Franz Christoph Heinrich Alois Graf von Reigersberg (born January 30, 1770, in Würzburg; died November 4, 1865, in Munich) was a Bavarian lawyer and politician.

== Biography ==
Von Reigersberg's family was raised to the status of imperial baron in 1705 and to the status of imperial count on September 3, 1803. In 1809, he was admitted to the Bavarian nobility register as a count. In 1785, he entered the service of the Prince-Bishopric of Würzburg as a lieutenant and attended the Salzburg Page Training Institute Gregorianum from 1787 to 1790. He then studied law and political science at the University of Salzburg, the University of Bonn, and the University of Göttingen.

In 1791, he became the archbishop's chamberlain and court councilor to Hieronymus von Colloredo, Prince-Archbishop of Salzburg.

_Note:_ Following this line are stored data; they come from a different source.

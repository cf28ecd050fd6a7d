//! Instance cache.
//!
//! Maps a roster login id (`user_uin`) to its remote assessment instance
//! id, per assessment, scoped to one course instance. Mappings are only
//! ever replaced whole by an explicit refresh — a fetch reads but never
//! writes, and no partial merge exists.

use crate::error::ExportError;
use crate::traits::cache_store::CacheStore;
use chrono::{DateTime, Utc};
use serde::{Deserialize, Serialize};
use std::collections::HashMap;

/// The cached mapping for one assessment, with the time it was loaded from
/// the remote platform (`None` until the first refresh).
#[derive(Debug, Clone, Default, PartialEq, Serialize, Deserialize)]
pub struct InstanceCacheEntry {
    pub map: HashMap<String, String>,
    pub loaded_at: Option<DateTime<Utc>>,
}

/// In-memory view over the persisted per-(course, assessment) caches.
pub struct InstanceCache<S: CacheStore> {
    course_instance_id: String,
    by_assessment: HashMap<String, InstanceCacheEntry>,
    store: S,
}

impl<S: CacheStore> InstanceCache<S> {
    pub fn new(course_instance_id: impl Into<String>, store: S) -> Self {
        InstanceCache {
            course_instance_id: course_instance_id.into(),
            by_assessment: HashMap::new(),
            store,
        }
    }

    pub fn course_instance_id(&self) -> &str {
        &self.course_instance_id
    }

    /// The cache entry for an assessment. Blank ids (either the assessment
    /// or the course scope) and never-loaded assessments yield an empty
    /// entry. Store failures degrade to empty with a warning rather than
    /// failing a read.
    pub fn get(&mut self, assessment_id: &str) -> InstanceCacheEntry {
        let aid = assessment_id.trim();
        if aid.is_empty() || self.course_instance_id.trim().is_empty() {
            return InstanceCacheEntry::default();
        }

        if let Some(entry) = self.by_assessment.get(aid) {
            return entry.clone();
        }

        let entry = match self.store.load(&self.course_instance_id, aid) {
            Ok(Some(entry)) => entry,
            Ok(None) => InstanceCacheEntry::default(),
            Err(err) => {
                log::warn!("instance cache load failed for assessment_id={aid}: {err}");
                InstanceCacheEntry::default()
            }
        };
        self.by_assessment.insert(aid.to_string(), entry.clone());
        entry
    }

    /// Replace the whole mapping for an assessment, in memory and in the
    /// store. A blank assessment id is ignored.
    pub fn set(&mut self, assessment_id: &str, entry: InstanceCacheEntry) -> Result<(), ExportError> {
        let aid = assessment_id.trim();
        if aid.is_empty() {
            return Ok(());
        }
        self.store.save(&self.course_instance_id, aid, &entry)?;
        self.by_assessment.insert(aid.to_string(), entry);
        Ok(())
    }

    /// Drop everything: the in-memory view and every persisted entry.
    pub fn clear_all(&mut self) -> Result<(), ExportError> {
        self.by_assessment.clear();
        self.store.clear_all()
    }

    /// Re-scope to a different course instance. The in-memory view is
    /// invalidated; persisted entries for other courses stay untouched.
    pub fn set_course_instance_id(&mut self, course_instance_id: &str) {
        if self.course_instance_id != course_instance_id {
            self.course_instance_id = course_instance_id.to_string();
            self.by_assessment.clear();
        }
    }
}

From 1796 to 1797, he was Reich Chamber Court assessor (judge) of the Bavarian District in Wetzlar; from 1797 to 1803, he was Catholic Reich Chamber Court President; and from October 3, 1803, until the dissolution of the Reich Chamber Court on August 6, 1806, he was Reich Chamber Chief Judge. He was the last person to hold the highest judicial office in the Holy Roman Empire.

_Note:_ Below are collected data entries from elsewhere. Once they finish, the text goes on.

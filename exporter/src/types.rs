//! # Types Module
//!
//! Core data structures shared across the exporter: the remote submission
//! model, per-question export rules, selection strategies, and processor
//! configuration/output shapes.

use chrono::{DateTime, Utc};
use serde::{Deserialize, Deserializer, Serialize};
use serde_json::{Map, Value};
use std::fmt;
use validator::Validate;

/// One assessment attempt on the remote platform, as returned by the
/// instance-listing endpoint.
#[derive(Debug, Clone, Serialize, Deserialize)]
pub struct AssessmentInstance {
    #[serde(deserialize_with = "string_or_number")]
    pub assessment_instance_id: String,
    #[serde(default, deserialize_with = "string_or_number")]
    pub user_uin: String,
}

/// A raw submission record from the remote platform.
///
/// `submitted_answer` is deliberately opaque JSON: its shape depends on the
/// question type and is only interpreted by processors. Score fields are
/// optional because the API omits them for ungraded submissions.
#[derive(Debug, Clone, Serialize, Deserialize)]
pub struct Submission {
    #[serde(deserialize_with = "string_or_number")]
    pub submission_id: String,
    #[serde(default, deserialize_with = "string_or_number")]
    pub question_id: String,
    /// RFC 3339 submission timestamp; absent or unparseable dates count as
    /// the epoch during `latest` selection.
    #[serde(default)]
    pub date: Option<String>,
    /// Flag set by the platform on the one submission it considers the
    /// authoritative/best attempt. Drives [`Strategy::Best`].
    #[serde(default)]
    pub best_submission: Option<bool>,
    #[serde(default)]
    pub score: Option<f64>,
    #[serde(default)]
    pub instance_question_points: Option<f64>,
    #[serde(default)]
    pub instance_question_auto_points: Option<f64>,
    #[serde(default)]
    pub instance_question_manual_points: Option<f64>,
    #[serde(default)]
    pub assessment_question_max_points: Option<f64>,
    #[serde(default)]
    pub submitted_answer: Option<Value>,
}

impl Submission {
    /// Parsed submission timestamp, epoch when missing or unparseable.
    pub fn parsed_date(&self) -> DateTime<Utc> {
        self.date
            .as_deref()
            .and_then(|d| DateTime::parse_from_rfc3339(d).ok())
            .map(|d| d.with_timezone(&Utc))
            .unwrap_or(DateTime::UNIX_EPOCH)
    }
}

/// Named policy for picking exactly one submission among the candidates for
/// a question.
#[derive(Debug, Clone, Copy, Default, PartialEq, Eq, Serialize, Deserialize)]
#[serde(rename_all = "lowercase")]
pub enum Strategy {
    /// Maximum parsed timestamp; ties go to the later-encountered candidate.
    #[default]
    Latest,
    /// The unique candidate whose `best_submission` flag is set. The config
    /// spelling `api-best` is accepted as an alias.
    #[serde(alias = "api-best")]
    Best,
}

impl fmt::Display for Strategy {
    fn fmt(&self, f: &mut fmt::Formatter<'_>) -> fmt::Result {
        match self {
            Strategy::Latest => write!(f, "latest"),
            Strategy::Best => write!(f, "best"),
        }
    }
}

/// Loosely-typed processor configuration as stored in the rules file. The
/// registry resolves `kind` to a descriptor which normalizes `params` into
/// its own typed shape.
#[derive(Debug, Clone, Default, Serialize, Deserialize)]
pub struct ProcessorConfig {
    #[serde(rename = "type", default)]
    pub kind: String,
    #[serde(default)]
    pub params: Map<String, Value>,
}

/// Result of a successful processor run.
#[derive(Debug, Clone, PartialEq, Eq)]
pub struct ProcessorOutput {
    pub text: String,
    pub file_name: String,
}

/// Per-question export configuration (which assessment to look in, how to
/// pick among multiple submissions, how to turn the pick into text).
#[derive(Debug, Clone, Serialize, Deserialize, Validate)]
pub struct ExportRule {
    #[validate(length(min = 1, message = "question_id cannot be empty"))]
    pub question_id: String,
    #[validate(length(min = 1, message = "assessment_id cannot be empty"))]
    pub assessment_id: String,
    #[serde(default, rename = "multi_submissions")]
    pub strategy: Strategy,
    #[serde(default)]
    pub processor: ProcessorConfig,
}

/// Accept both `"123"` and `123` for remote identifiers.
fn string_or_number<'de, D>(deserializer: D) -> Result<String, D::Error>
where
    D: Deserializer<'de>,
{
    let value = Value::deserialize(deserializer)?;
    match value {
        Value::String(s) => Ok(s),
        Value::Number(n) => Ok(n.to_string()),
        Value::Null => Ok(String::new()),
        other => Err(serde::de::Error::custom(format!(
            "expected string or number, got {other}"
        ))),
    }
}

#[cfg(test)]
mod tests {
    use super::*;

    #[test]
    fn test_submission_ids_accept_numbers_and_strings() {
        let s: Submission = serde_json::from_str(
            r#"{"submission_id": 42, "question_id": "q7", "date": "2026-01-05T10:00:00Z"}"#,
        )
        .unwrap();
        assert_eq!(s.submission_id, "42");
        assert_eq!(s.question_id, "q7");
        assert!(s.best_submission.is_none());
    }

    #[test]
    fn test_parsed_date_falls_back_to_epoch() {
        let s: Submission =
            serde_json::from_str(r#"{"submission_id": "1", "date": "not-a-date"}"#).unwrap();
        assert_eq!(s.parsed_date().timestamp(), 0);
        let s: Submission = serde_json::from_str(r#"{"submission_id": "1"}"#).unwrap();
        assert_eq!(s.parsed_date().timestamp(), 0);
    }

    #[test]
    fn test_strategy_config_spellings() {
        assert_eq!(
            serde_json::from_str::<Strategy>("\"latest\"").unwrap(),
            Strategy::Latest
        );
        assert_eq!(
            serde_json::from_str::<Strategy>("\"best\"").unwrap(),
            Strategy::Best
        );
        assert_eq!(
            serde_json::from_str::<Strategy>("\"api-best\"").unwrap(),
            Strategy::Best
        );
    }

    #[test]
    fn test_rule_validation_rejects_blank_ids() {
        let rule = ExportRule {
            question_id: String::new(),
            assessment_id: "a1".to_string(),
            strategy: Strategy::Latest,
            processor: ProcessorConfig::default(),
        };
        assert!(rule.validate().is_err());
    }
}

In 1807, he came to Munich as the Real Privy Councilor and President of the Hofgericht. In 1808, he became president of the Bavarian Higher Appeal Court and, in the same year, became an honorary member of the Bavarian Academy of Sciences. Reigersberg was one of the first three people to be awarded the Grand Cross of the newly established Order of Merit of the Bavarian Crown in 1808.

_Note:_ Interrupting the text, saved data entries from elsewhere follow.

//! JSON-file state store.
//!
//! The persisted surface is three small JSON files under the configured
//! state directory: `roster.json` (the imported roster, replaced whole on
//! each import), `rules.json` (the export rules, edited by hand or by
//! tooling), and one file per (course, assessment) instance cache under
//! `instance_cache/`.

use exporter::cache::InstanceCacheEntry;
use exporter::error::ExportError;
use exporter::traits::CacheStore;
use exporter::types::ExportRule;
use roster::RosterEntry;
use std::fs;
use std::path::{Path, PathBuf};

const ROSTER_FILE: &str = "roster.json";
const RULES_FILE: &str = "rules.json";
const CACHE_DIR: &str = "instance_cache";

#[derive(Debug, Clone)]
pub struct JsonStateStore {
    root: PathBuf,
}

impl JsonStateStore {
    pub fn new(root: impl Into<PathBuf>) -> Self {
        JsonStateStore { root: root.into() }
    }

    /// The stored roster; an absent file is an empty roster.
    pub fn load_roster(&self) -> Result<Vec<RosterEntry>, ExportError> {
        read_json_or_default(&self.root.join(ROSTER_FILE))
    }

    /// Replace the stored roster whole.
    pub fn save_roster(&self, entries: &[RosterEntry]) -> Result<(), ExportError> {
        write_json(&self.root.join(ROSTER_FILE), &entries)
    }

    /// The stored export rules; an absent file means no rules yet.
    pub fn load_rules(&self) -> Result<Vec<ExportRule>, ExportError> {
        read_json_or_default(&self.root.join(RULES_FILE))
    }

    fn cache_path(&self, course_instance_id: &str, assessment_id: &str) -> PathBuf {
        self.root.join(CACHE_DIR).join(format!(
            "{}__{}.json",
            sanitize(course_instance_id),
            sanitize(assessment_id)
        ))
    }
}

impl CacheStore for JsonStateStore {
    fn load(
        &self,
        course_instance_id: &str,
        assessment_id: &str,
    ) -> Result<Option<InstanceCacheEntry>, ExportError> {
        let path = self.cache_path(course_instance_id, assessment_id);
        if !path.exists() {
            return Ok(None);
        }
        let data = fs::read_to_string(&path)
            .map_err(|e| ExportError::Storage(format!("read {}: {e}", path.display())))?;
        let entry = serde_json::from_str(&data)
            .map_err(|e| ExportError::Storage(format!("parse {}: {e}", path.display())))?;
        Ok(Some(entry))
    }

    fn save(
        &self,
        course_instance_id: &str,
        assessment_id: &str,
        entry: &InstanceCacheEntry,
    ) -> Result<(), ExportError> {
        write_json(&self.cache_path(course_instance_id, assessment_id), entry)
    }

    fn clear_all(&self) -> Result<(), ExportError> {
        let dir = self.root.join(CACHE_DIR);
        if !dir.exists() {
            return Ok(());
        }
        fs::remove_dir_all(&dir)
            .map_err(|e| ExportError::Storage(format!("clear {}: {e}", dir.display())))
    }
}

/// Keep file names safe regardless of what the ids contain.
fn sanitize(value: &str) -> String {
    value
        .trim()
        .chars()
        .map(|c| {
            if c.is_ascii_alphanumeric() || matches!(c, '.' | '_' | '-') {
                c
            } else {
                '_'
            }
        })
        .collect()
}

fn read_json_or_default<T>(path: &Path) -> Result<T, ExportError>
where
    T: serde::de::DeserializeOwned + Default,
{
    if !path.exists() {
        return Ok(T::default());
    }
    let data = fs::read_to_string(path)
        .map_err(|e| ExportError::Storage(format!("read {}: {e}", path.display())))?;
    serde_json::from_str(&data)
        .map_err(|e| ExportError::Storage(format!("parse {}: {e}", path.display())))
}

fn write_json<T: serde::Serialize>(path: &Path, value: &T) -> Result<(), ExportError> {
    if let Some(parent) = path.parent() {
        fs::create_dir_all(parent)
            .map_err(|e| ExportError::Storage(format!("create {}: {e}", parent.display())))?;
    }
    let data = serde_json::to_string_pretty(value)
        .map_err(|e| ExportError::Storage(format!("serialize {}: {e}", path.display())))?;
    fs::write(path, data)
        .map_err(|e| ExportError::Storage(format!("write {}: {e}", path.display())))
}

#[cfg(test)]
mod tests {
    use super::*;
    use std::collections::HashMap;

    #[test]
    fn test_roster_round_trip_and_full_replace() {
        let dir = tempfile::tempdir().unwrap();
        let store = JsonStateStore::new(dir.path());
        assert!(store.load_roster().unwrap().is_empty());

        let first = vec![RosterEntry {
            name: "Jane Doe".to_string(),
            canvas_id: "1001".to_string(),
            sis_user_id: "u200100".to_string(),
            sis_login_id: "jdoe".to_string(),
        }];
        store.save_roster(&first).unwrap();
        assert_eq!(store.load_roster().unwrap(), first);

        let second = vec![RosterEntry {
            name: "Alex Smith".to_string(),
            canvas_id: "1002".to_string(),
            sis_user_id: "u200101".to_string(),
            sis_login_id: "asmith".to_string(),
        }];
        store.save_roster(&second).unwrap();
        assert_eq!(store.load_roster().unwrap(), second);
    }

    #[test]
    fn test_cache_store_round_trip_per_scope() {
        let dir = tempfile::tempdir().unwrap();
        let store = JsonStateStore::new(dir.path());

        let entry = InstanceCacheEntry {
            map: HashMap::from([("jdoe".to_string(), "ai-7".to_string())]),
            loaded_at: None,
        };
        store.save("course1", "a1", &entry).unwrap();

        assert_eq!(store.load("course1", "a1").unwrap(), Some(entry));
        assert_eq!(store.load("course2", "a1").unwrap(), None);

        store.clear_all().unwrap();
        assert_eq!(store.load("course1", "a1").unwrap(), None);
    }

    #[test]
    fn test_sanitize_keeps_ids_filename_safe() {
        assert_eq!(sanitize("course/1 x"), "course_1_x");
        assert_eq!(sanitize(" a-1.b_c "), "a-1.b_c");
    }
}
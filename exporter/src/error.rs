//! Exporter error taxonomy.
//!
//! Every fetch-pipeline stage fails with exactly one [`ExportError`]; the
//! first failure is terminal for that invocation and is surfaced to the user
//! as a single status line. Row-scoped roster import problems are *not*
//! errors of this kind — they stay `Vec<String>` and never abort an import.

use thiserror::Error;

#[derive(Debug, Error)]
pub enum ExportError {
    /// Required settings are missing (base URL, API token, course scope,
    /// assessment id). Carries the aggregated messages.
    #[error("configuration incomplete: {0}")]
    Config(String),

    /// The displayed student could not be resolved against the roster.
    #[error("identity unresolved: {0}")]
    Identity(String),

    /// The resolved identity has no cached assessment instance. This is a
    /// data-availability condition; it never triggers an implicit refresh.
    #[error("no instance for user_uin={user_uin} (assessment_id={assessment_id})")]
    CacheMiss {
        user_uin: String,
        assessment_id: String,
    },

    /// No candidate, or an ambiguous set of candidates, for the question.
    #[error("{0}")]
    Selection(String),

    /// The configured processor rejected the submission payload.
    #[error("{0}")]
    Processor(String),

    /// Network failure, non-2xx response, or undecodable remote payload.
    #[error("remote request failed: {0}")]
    Transport(String),

    /// No output destination, or the destination could not be written.
    #[error("{0}")]
    Output(String),

    /// The persisted state surface (roster/rules/cache files) misbehaved.
    #[error("state storage failed: {0}")]
    Storage(String),

    /// A roster import produced no usable entries. Row-scoped problems are
    /// reported individually and do not raise this; only a wholly unusable
    /// import does.
    #[error("roster import failed: {0}")]
    Import(String),
}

From 1810 on, he was Bavarian Minister of Justice and President of the Constitutional Commission. After the fall of Count Maximilian von Montgelas in 1817, he chaired the Council of Ministers and was therefore, alongside Foreign Minister Aloys Franz Xaver Graf von Rechberg and Rothenlöwen, the most influential politician under King Max I. However, he disappointed expectations and had to resign in 1823. Afterwards, he was Councilor of the Crown of Bavaria.

== Literature ==
- Karl Theodor von Heigel: Reigersberg, Heinrich Alois Graf von. In: General German Biography (ADB). Volume 27, Duncker & Humblot, Leipzig, 1888, p. 696 f.

- Eric O. Mader:Reigersberg, Heinrich Aloys Graf von. In: New German Biography (NDB). Volume 21, Duncker & Humblot, Berlin 2003, ISBN 3-428-11202-4, p. 329 f. (digital version).